Aim: Open-door cervical laminoplasty is the standard surgical option for patients with multipl levels cervical myelopathy. In this surgical technique, while linear laminectomy is performed on one side of the lamina, bone is drilled to form a hinge on the opposite side. Hinge fractures may occur on the other side while lifting the linear laminectomy side. Our study aimed to examine possible risk factors for preventing these fractures. Materials and Methods: The patients' files, radiological images, and laboratory results who underwent cervical laminoplasty between 2013-2018 were retrospectively analyzed.
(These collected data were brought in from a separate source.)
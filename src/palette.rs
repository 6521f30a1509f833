extern crate alloc;
use alloc::vec::Vec;

use crate::color_box::ColorBox;

/// One palette entry together with the box it was averaged from.
#[derive(Debug, Clone, Copy, PartialEq, Eq)]
pub struct Swatch {
    /// Population-weighted average color of the box.
    pub color: rgb::RGB<u8>,
    /// Number of pixels that fell inside the box.
    pub population: u64,
    /// Number of reduced cells the box spans.
    pub volume: u32,
}

impl Swatch {
    fn from_box(vbox: &ColorBox<'_>) -> Self {
        Self {
            color: vbox.average_color(),
            population: vbox.count(),
            volume: vbox.volume(),
        }
    }

    /// The color as an `[r, g, b]` triple.
    pub fn rgb(&self) -> [u8; 3] {
        [self.color.r, self.color.g, self.color.b]
    }
}

/// Ordered palette produced by median-cut quantization.
///
/// Entries follow the final box ranking, highest `population * volume`
/// first, so the first entry is the dominant color.
#[derive(Debug, Clone, Default, PartialEq, Eq)]
pub struct Palette {
    swatches: Vec<Swatch>,
}

impl Palette {
    /// Build a palette from boxes already in rank order.
    pub(crate) fn from_boxes(boxes: &[ColorBox<'_>]) -> Self {
        Self {
            swatches: boxes.iter().map(Swatch::from_box).collect(),
        }
    }

    /// Palette colors in rank order.
    pub fn colors(&self) -> Vec<rgb::RGB<u8>> {
        self.swatches.iter().map(|s| s.color).collect()
    }

    /// Palette colors as `[r, g, b]` triples, in rank order.
    pub fn entries(&self) -> Vec<[u8; 3]> {
        self.swatches.iter().map(Swatch::rgb).collect()
    }

    pub fn swatches(&self) -> &[Swatch] {
        &self.swatches
    }

    /// First palette entry, if any.
    pub fn dominant(&self) -> Option<rgb::RGB<u8>> {
        self.swatches.first().map(|s| s.color)
    }

    pub fn len(&self) -> usize {
        self.swatches.len()
    }

    pub fn is_empty(&self) -> bool {
        self.swatches.is_empty()
    }
}

impl IntoIterator for Palette {
    type Item = Swatch;
    type IntoIter = alloc::vec::IntoIter<Swatch>;

    fn into_iter(self) -> Self::IntoIter {
        self.swatches.into_iter()
    }
}
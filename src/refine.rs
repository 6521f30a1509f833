extern crate alloc;
use alloc::string::ToString;
use alloc::vec::Vec;

use crate::color_box::ColorBox;
use crate::error::QuantizeError;
use crate::median_cut::{Cut, median_cut};
use crate::worklist::RankedWorklist;

/// Default cap on refinement iterations per pass.
pub const DEFAULT_MAX_ITERATIONS: usize = 1000;

/// What a refinement pass reached before stopping.
#[derive(Debug, Clone, Copy, PartialEq, Eq)]
pub struct RefineStats {
    /// Running color count when the pass stopped.
    pub colors: usize,
    /// Boxes popped, including ones pushed back unchanged.
    pub iterations: usize,
}

impl RefineStats {
    /// Whether the pass stopped on the cap rather than on the target.
    pub fn hit_cap(&self, target: f64, max_iterations: usize) -> bool {
        self.iterations >= max_iterations && (self.colors as f64) < target
    }
}

/// Split the highest-ranked boxes until `colors` reaches `target`.
///
/// `colors` seeds the running count; each successful split adds one. Empty
/// boxes go back into the worklist as they are. Populated boxes that cannot
/// be divided are held out of the ranking for the rest of the pass and
/// returned to the worklist when it ends. At most `max_iterations` boxes are
/// popped.
pub fn refine<'h>(
    worklist: &mut RankedWorklist<ColorBox<'h>>,
    colors: usize,
    target: f64,
    max_iterations: usize,
) -> Result<RefineStats, QuantizeError> {
    let mut settled = Vec::new();
    let result = split_until(worklist, &mut settled, colors, target, max_iterations);
    worklist.extend(settled);
    result
}

fn split_until<'h>(
    worklist: &mut RankedWorklist<ColorBox<'h>>,
    settled: &mut Vec<ColorBox<'h>>,
    mut colors: usize,
    target: f64,
    max_iterations: usize,
) -> Result<RefineStats, QuantizeError> {
    let mut iterations = 0;

    while (colors as f64) < target && iterations < max_iterations {
        let Some(vbox) = worklist.pop() else {
            break;
        };
        iterations += 1;

        if vbox.count() == 0 {
            worklist.push(vbox);
            continue;
        }

        let Some(cut) = median_cut(&vbox) else {
            log::error!("median cut failed on populated box {vbox}");
            return Err(QuantizeError::NoCutPoint {
                bounds: vbox.to_string(),
            });
        };

        match cut {
            Cut::Whole(b) => settled.push(b),
            Cut::Pair(a, b) => {
                worklist.push(a);
                worklist.push(b);
                colors += 1;
            }
        }
    }

    Ok(RefineStats { colors, iterations })
}

#[cfg(test)]
mod tests {
    use super::*;
    use crate::histogram::Histogram;
    use alloc::vec;

    fn px(r: u8, g: u8, b: u8) -> rgb::RGB<u8> {
        rgb::RGB { r, g, b }
    }

    fn gradient() -> Vec<rgb::RGB<u8>> {
        (0..=255u8)
            .flat_map(|v| [px(v, 255 - v, v / 3), px(v / 2, v, 255 - v)])
            .collect()
    }

    fn seeded(hist: &Histogram) -> RankedWorklist<ColorBox<'_>> {
        let mut wl = RankedWorklist::new(ColorBox::cmp_population);
        wl.push(ColorBox::enclosing(hist));
        wl
    }

    #[test]
    fn stops_at_fractional_target() {
        let pixels = gradient();
        let hist = Histogram::from_pixels(&pixels, 5).unwrap();

        // 0.75 * 2 = 1.5: one split reaches it
        let mut wl = seeded(&hist);
        let stats = refine(&mut wl, 1, 1.5, DEFAULT_MAX_ITERATIONS).unwrap();
        assert_eq!(stats.colors, 2);
        assert_eq!(wl.len(), 2);

        // 0.75 * 3 = 2.25: needs a third box
        let mut wl = seeded(&hist);
        let stats = refine(&mut wl, 1, 2.25, DEFAULT_MAX_ITERATIONS).unwrap();
        assert_eq!(stats.colors, 3);
        assert_eq!(wl.len(), 3);
    }

    #[test]
    fn target_already_met_does_nothing() {
        let pixels = gradient();
        let hist = Histogram::from_pixels(&pixels, 5).unwrap();
        let mut wl = seeded(&hist);
        let stats = refine(&mut wl, 0, 0.0, DEFAULT_MAX_ITERATIONS).unwrap();
        assert_eq!(stats.iterations, 0);
        assert_eq!(wl.len(), 1);
    }

    #[test]
    fn unsplittable_boxes_end_the_pass() {
        // Two distinct cells can yield at most two boxes with pixels
        let pixels = [px(0, 0, 0), px(255, 255, 255)];
        let hist = Histogram::from_pixels(&pixels, 5).unwrap();
        let mut wl = seeded(&hist);
        let stats = refine(&mut wl, 1, 200.0, 50).unwrap();
        // one split, then each single-pixel child is set aside once
        assert_eq!(stats.iterations, 3);
        assert_eq!(stats.colors, 2);
        assert!(!stats.hit_cap(200.0, 50));
        assert_eq!(wl.len(), 2);
    }

    #[test]
    fn single_cell_is_set_aside() {
        let pixels = [px(9, 9, 9); 30];
        let hist = Histogram::from_pixels(&pixels, 5).unwrap();
        let mut wl = seeded(&hist);
        let stats = refine(&mut wl, 1, 8.0, DEFAULT_MAX_ITERATIONS).unwrap();
        assert_eq!(stats.colors, 1);
        assert_eq!(stats.iterations, 1);
        assert_eq!(wl.len(), 1);
        assert_eq!(wl.pop().unwrap().count(), 30);
    }

    #[test]
    fn large_single_cell_does_not_starve_others() {
        // The flat cell outranks everything by population but never splits
        let mut pixels = vec![px(128, 128, 128); 5000];
        for c in [2u8, 7, 21, 28] {
            pixels.extend(vec![px(c * 8, c * 8, c * 8); 10]);
        }
        let hist = Histogram::from_pixels(&pixels, 5).unwrap();
        let mut wl = seeded(&hist);
        refine(&mut wl, 1, 40.0, DEFAULT_MAX_ITERATIONS).unwrap();

        let mut counts: Vec<u64> = wl
            .into_ranked()
            .iter()
            .map(|b| b.count())
            .filter(|&n| n > 0)
            .collect();
        counts.sort_unstable();
        assert_eq!(counts, vec![10, 10, 10, 10, 5000]);
    }

    #[test]
    fn empty_boxes_spin_until_cap() {
        let hist = Histogram::from_pixels(&[px(255, 255, 255)], 5).unwrap();
        let mut wl = RankedWorklist::new(ColorBox::cmp_population_volume);
        wl.push(ColorBox::new(&hist, [0; 3], [3; 3]).unwrap());
        let stats = refine(&mut wl, 1, 5.0, 20).unwrap();
        assert_eq!(stats, RefineStats { colors: 1, iterations: 20 });
        assert!(stats.hit_cap(5.0, 20));
        assert_eq!(wl.len(), 1);
        let vbox = wl.pop().unwrap();
        assert_eq!((vbox.lo(), vbox.hi()), ([0; 3], [3; 3]));
        assert_eq!(vbox.count(), 0);
    }

    #[test]
    fn empty_box_kept_beside_splits() {
        let pixels = [px(0, 0, 0), px(255, 0, 0)];
        let hist = Histogram::from_pixels(&pixels, 5).unwrap();
        let mut wl = RankedWorklist::new(ColorBox::cmp_population_volume);
        wl.push(ColorBox::new(&hist, [0, 8, 8], [3, 12, 12]).unwrap());
        wl.push(ColorBox::enclosing(&hist));
        let stats = refine(&mut wl, 1, 10.0, 30).unwrap();
        // one split, two set-asides, then the empty box until the cap
        assert_eq!(stats, RefineStats { colors: 2, iterations: 30 });
        let boxes = wl.into_ranked();
        assert_eq!(boxes.len(), 3);
        assert_eq!(boxes.iter().filter(|b| b.count() == 0).count(), 1);
        assert_eq!(boxes.iter().map(|b| b.count()).sum::<u64>(), 2);
    }

    #[test]
    fn population_is_conserved() {
        let pixels = gradient();
        let hist = Histogram::from_pixels(&pixels, 5).unwrap();
        let mut wl = seeded(&hist);
        refine(&mut wl, 1, 24.0, DEFAULT_MAX_ITERATIONS).unwrap();
        let boxes = wl.into_ranked();
        let total: u64 = boxes.iter().map(|b| b.count()).sum();
        assert_eq!(total, pixels.len() as u64);
    }
}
Results: A total of 78 patients, 54 males and 24 females, were included in the study. The mean age of the patients was 57.8±11.6 years. The mean modified Japanese Orthopedic Association (JOA) cervical myelopathy scores of the patients before the operation were 16.2±2.1. When the preoperative blood Ca values were examined, the mean value was 9.3±0.5 mg/dl. The mean Pavlov ratio of the patients was 0.7±0.2. Laminas were opened from the right side in 26 cases and from the left side in 52 cases. A total of 304 laminae were opened. In post-operative control cervical CTs, 42 patients had lamina hinge fractures, and the number of patients without hinge fracture was 36. There were 89 fractures in total at the lamina level. When post-operative cervical tomography images were examined, the mean opening angle (OA) of the laminas was 30.6±8.9 degrees. The opening angle of the lamina was determined to affect the hinge fracture significantly. While OA was 32.3±9 degrees in patients with lamina hinge fracture, it was found to be 28.7±8.3 in patients without fractures (p <0.05). Conclusion:During open-door cervical laminoplasty, the excessive opening angle of the lamina increases the possibility of hinge fractures. Pre-operative necessary measurements will reduce the risk of hinge fractures during surgery. This evaluation will reduce the risk of complications during the operation and increase patient comfort in the post-operative period.